L’apertura a diversi linguaggi espressivi è finalizzata alla ricerca di nuove forme attraverso cui comprendere sia la musica contemporanea sia quella del passato. Le acquisizione estetiche di ogni epoca, infatti, permettono non solo di condurre alla realizzazione di nuove opere d’arte, ma anche a reinterpretare la produzione precedente. Sciarrino indaga nella storia per trovare nuove strutture interpretative che aiutino la comprensione della musica contemporanea: si compie in tal modo un percorso a ritroso, nel tentativo di identificare altri modi di "guardare" o meglio di "ascoltare", cioè di segmentare, la produzione musicale del nostro secolo. L’autore cerca sia nella scienza e nella tecnologia, sia nelle altre arti alcuni principi organizzatori che possano valere anche per il campo percettivo relativo alla musica in una maniera differente rispetto a quella a cui ci ha abituato la tradizione storiografica e musicologica.

Sciarrino parte da Beethoven perché, a suo avviso, con questa figura si inizia la "spazializzazione del tempo". Egli ritiene che ogni qual volta la nostra memoria esce dal tempo presente per rivolgersi al passato si esce da una dimensione meramente temporale per entrare in quella spaziale. Questa definizione ci sembra contrastare con le considerazioni di Henri Bergson, Edmund Husserl e successivamente Alfred Schutz. Secondo questi autori il termine "spazializzazione del tempo" è sinonimo di tempo oggettivo, definizione propria della fisica e delle scienze positive a cui si deve contrapporre il tempo della coscienza come flusso continuo ed unitario in cui si connettono passato, presente e futuro superando una concezione lineare del tempo. Al di là di questa precisazione terminologica crediamo che la linea interpretativa assunta da Sciarrino, non sia lontana dalle concezioni sul tempo che si sono sviluppate da Friedrich Nietzsche in poi. Il termine di "spazializzazione del tempo "è pienamente giustificabile all’interno di un panorama che vuole sottrarre la temporalità da una concezione lineare; esso inoltre cela la volontà di ritrovare nella musica del passato quella prassi compositiva propria dell’avanguardia del dopoguerra che assumeva l’elemento spaziale come protagonista dell’opera musicale.

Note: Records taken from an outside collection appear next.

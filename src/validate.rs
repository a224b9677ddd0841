use crate::error::ExtractionError;
use crate::model::RecipeRecord;
use log::info;

/// Accept a page record only when it carries real ingredients and instructions.
///
/// Placeholder lists produced by the extractor count as missing.
pub fn validate(record: RecipeRecord) -> Result<RecipeRecord, ExtractionError> {
    if record.has_ingredients() && record.has_instructions() {
        Ok(record)
    } else {
        info!(
            "Rejecting incomplete recipe from {} (ingredients: {}, instructions: {})",
            record.url.as_deref().unwrap_or("<unknown>"),
            record.has_ingredients(),
            record.has_instructions()
        );
        Err(ExtractionError::Incomplete)
    }
}
//! Configuration for worker pools
//!
//! A [`PoolConfig`] can be built in code or layered with figment:
//! built-in defaults, then `jobpool.toml` (or an explicit TOML/JSON file),
//! then `JOBPOOL_*` environment variables. The pool never reads the
//! environment itself; only [`PoolConfig::load`] does.

use anyhow::{Context, Result};
use figment::{
    Figment,
    providers::{Env, Format, Json, Serialized, Toml},
};
use serde::{Deserialize, Serialize};
use std::num::NonZeroUsize;
use std::path::Path;
use std::thread;

/// Worker count used when the platform cannot report its parallelism
pub const FALLBACK_WORKERS: usize = 2;

/// Thread name prefix used when none is configured
pub const DEFAULT_THREAD_NAME: &str = "jobpool-worker";

/// Repository-local configuration file
pub const CONFIG_FILE: &str = "jobpool.toml";

/// Prefix of configuration environment variables
pub const ENV_PREFIX: &str = "JOBPOOL_";

/// What a worker does when a job panics
#[derive(Debug, Clone, Copy, PartialEq, Eq, Default, Serialize, Deserialize)]
#[serde(rename_all = "lowercase")]
pub enum PanicPolicy {
    /// Log the panic and queue a `JobFailure` for `WorkerPool::take_failures`
    #[default]
    Report,
    /// Log the panic and abort the whole process
    Abort,
}

/// Worker pool configuration
#[derive(Debug, Clone, PartialEq, Eq, Serialize, Deserialize)]
#[serde(default)]
pub struct PoolConfig {
    /// Number of worker threads (0 = one per CPU)
    pub workers: usize,

    /// Prefix for worker thread names, followed by `-{index}`
    pub thread_name: String,

    /// Behaviour when a job panics
    pub on_panic: PanicPolicy,
}

impl Default for PoolConfig {
    fn default() -> Self {
        Self {
            workers: 0,
            thread_name: DEFAULT_THREAD_NAME.to_string(),
            on_panic: PanicPolicy::Report,
        }
    }
}

impl PoolConfig {
    /// Provider stack used by [`load`](Self::load).
    ///
    /// With `custom_config`, that file replaces `jobpool.toml`; files ending in
    /// `.json` are read as JSON, anything else as TOML. Environment variables
    /// always win.
    pub fn figment(custom_config: Option<&Path>) -> Figment {
        let mut figment = Figment::from(Serialized::defaults(PoolConfig::default()));

        figment = match custom_config {
            Some(path) if path.extension().is_some_and(|ext| ext == "json") => {
                figment.merge(Json::file_exact(path))
            }
            Some(path) => figment.merge(Toml::file_exact(path)),
            None => figment.merge(Toml::file(CONFIG_FILE)),
        };

        figment.merge(Env::prefixed(ENV_PREFIX))
    }

    /// Load and validate the layered configuration.
    pub fn load(custom_config: Option<&Path>) -> Result<Self> {
        let config: PoolConfig = Self::figment(custom_config)
            .extract()
            .context("Failed to load worker pool configuration")?;
        config.validate()?;
        Ok(config)
    }

    /// Validate configuration values
    pub fn validate(&self) -> Result<()> {
        if self.thread_name.is_empty() {
            anyhow::bail!("Worker thread name cannot be empty");
        }
        if self.thread_name.contains('\0') {
            anyhow::bail!("Worker thread name cannot contain NUL bytes");
        }
        Ok(())
    }

    /// Worker count this configuration resolves to on the current machine
    pub fn resolved_workers(&self) -> usize {
        resolve_worker_count(self.workers)
    }
}

/// Turn a requested worker count into the actual one.
///
/// Non-zero requests are taken as is. Zero asks for one worker per logical
/// CPU, or [`FALLBACK_WORKERS`] when the platform cannot report it.
pub fn resolve_worker_count(requested: usize) -> usize {
    let reported = thread::available_parallelism().ok().map(NonZeroUsize::get);
    worker_count_from(requested, reported)
}

fn worker_count_from(requested: usize, reported: Option<usize>) -> usize {
    match (requested, reported) {
        (0, Some(cpus)) if cpus > 0 => cpus,
        (0, _) => FALLBACK_WORKERS,
        (requested, _) => requested,
    }
}
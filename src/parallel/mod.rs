//! Fixed-size worker pool and completion tracking
//!
//! This module provides a pool of long-lived worker threads consuming a shared
//! job queue, plus two ways of waiting for a subset of the work it runs.
//!
//! # Components
//!
//! - [`WorkerPool`]: N worker threads, created once and joined on drop, pulling
//!   jobs from one FIFO queue. `drain()` blocks until the queue is empty **and**
//!   no worker is executing a job.
//! - [`JobsExecutor`]: borrows a pool and waits only for the jobs submitted
//!   through it. Several executors can share one pool.
//! - [`JobCounter`]: a pool-independent counter with increment, decrement and
//!   wait-until-zero, for callers that do their own bookkeeping.
//!
//! ```text
//! ┌──────────────┐ submit  ┌──────────────────────────┐
//! │ JobsExecutor │───────▶│ WorkerPool               │
//! └──────────────┘         │  ┌────────────────────┐  │
//! ┌──────────────┐ submit  │  │ VecDeque<Box<Job>> │  │
//! │ caller       │───────▶│  └─────────┬──────────┘  │
//! └──────────────┘         │     worker-0 … worker-N  │
//!                          └──────────────────────────┘
//! ```
//!
//! # Job failures
//!
//! Every job runs inside `catch_unwind` on its worker. Depending on the pool's
//! [`PanicPolicy`](crate::config::PanicPolicy) a panic is either reported as a
//! [`JobFailure`] (see [`WorkerPool::take_failures`]) or aborts the process.
//! Either way the worker's busy slot is released, so `drain()` never hangs on
//! a failed job.
//!
//! # Example Usage
//!
//! ```rust
//! use jobpool::WorkerPool;
//! use std::sync::Arc;
//! use std::sync::atomic::{AtomicUsize, Ordering};
//!
//! let pool = WorkerPool::new(4)?;
//! let done = Arc::new(AtomicUsize::new(0));
//! for _ in 0..100 {
//!     let done = done.clone();
//!     pool.submit(move || {
//!         done.fetch_add(1, Ordering::Relaxed);
//!     });
//! }
//! pool.drain();
//! assert_eq!(done.load(Ordering::Relaxed), 100);
//! # Ok::<(), anyhow::Error>(())
//! ```

mod completion;
pub mod counter;
pub mod executor;
pub mod job;
pub mod pool;

// Re-export main types for easier access
pub use counter::{JobCounter, JobGuard};
pub use executor::JobsExecutor;
pub use job::{Job, JobFailure};
pub use pool::WorkerPool;
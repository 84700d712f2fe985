use std::sync::Arc;

use super::completion::CompletionCounter;

/// A job counter with a completion barrier, independent of any pool.
///
/// Increment before handing work to whatever runs it, decrement at the very
/// end of that work, after every lock on shared data has been released, and
/// call [`wait_for_completion`](Self::wait_for_completion) to block until all
/// tracked work is done. Clones share the same count.
///
/// ```rust
/// use jobpool::{JobCounter, WorkerPool};
///
/// let pool = WorkerPool::new(4)?;
/// let counter = JobCounter::new();
/// for _ in 0..8 {
///     let guard = counter.track();
///     pool.submit(move || {
///         // ... work ...
///         drop(guard);
///     });
/// }
/// counter.wait_for_completion();
/// assert_eq!(counter.count(), 0);
/// # Ok::<(), anyhow::Error>(())
/// ```
#[derive(Debug, Clone, Default)]
pub struct JobCounter {
    inner: Arc<CompletionCounter>,
}

impl JobCounter {
    pub fn new() -> Self {
        Self {
            inner: Arc::new(CompletionCounter::new()),
        }
    }

    pub fn increment(&self) {
        self.inner.increment();
    }

    /// Mark one tracked job as finished.
    ///
    /// # Panics
    ///
    /// Panics if called more times than [`increment`](Self::increment).
    pub fn decrement(&self) {
        self.inner.decrement();
    }

    /// Increment now and decrement when the returned guard is dropped.
    pub fn track(&self) -> JobGuard {
        self.inner.increment();
        JobGuard {
            counter: self.inner.clone(),
        }
    }

    /// Block until the count is exactly zero.
    pub fn wait_for_completion(&self) {
        self.inner.wait_for_zero();
    }

    /// Current count; advisory only under concurrent use.
    pub fn count(&self) -> usize {
        self.inner.count()
    }
}

/// Decrements its [`JobCounter`] exactly once when dropped.
///
/// Drop it only after releasing any locks the tracked work holds.
#[derive(Debug)]
#[must_use = "dropping the guard immediately marks the job as finished"]
pub struct JobGuard {
    counter: Arc<CompletionCounter>,
}

impl Drop for JobGuard {
    fn drop(&mut self) {
        self.counter.decrement();
    }
}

Richiamare l’idea di spazio pone anche l’attenzione sull’aspetto figurativo (non a caso nel titolo appare la parola "figure"): come si è detto l’autore tenta di trovare in altri ambiti artistici e disciplinari la giustificazione delle forme tipiche della nuova musica.

Siamo inclini a diffidare di ogni classificazione e la mancanza di una introduzione, di una cornice che guidi la comprensione di questo testo, pur costituendo una grave carenza, lascia la libertà di costruirsi i propri percorsi di lettura: il libro appare così uno strumento di lavoro; le forme rintracciate, i frammenti scelti, i vari modi di condurre le analisi degli ascolti non hanno e non possono avere un valore normativo, ma devo costituire spunti per ulteriori indagini.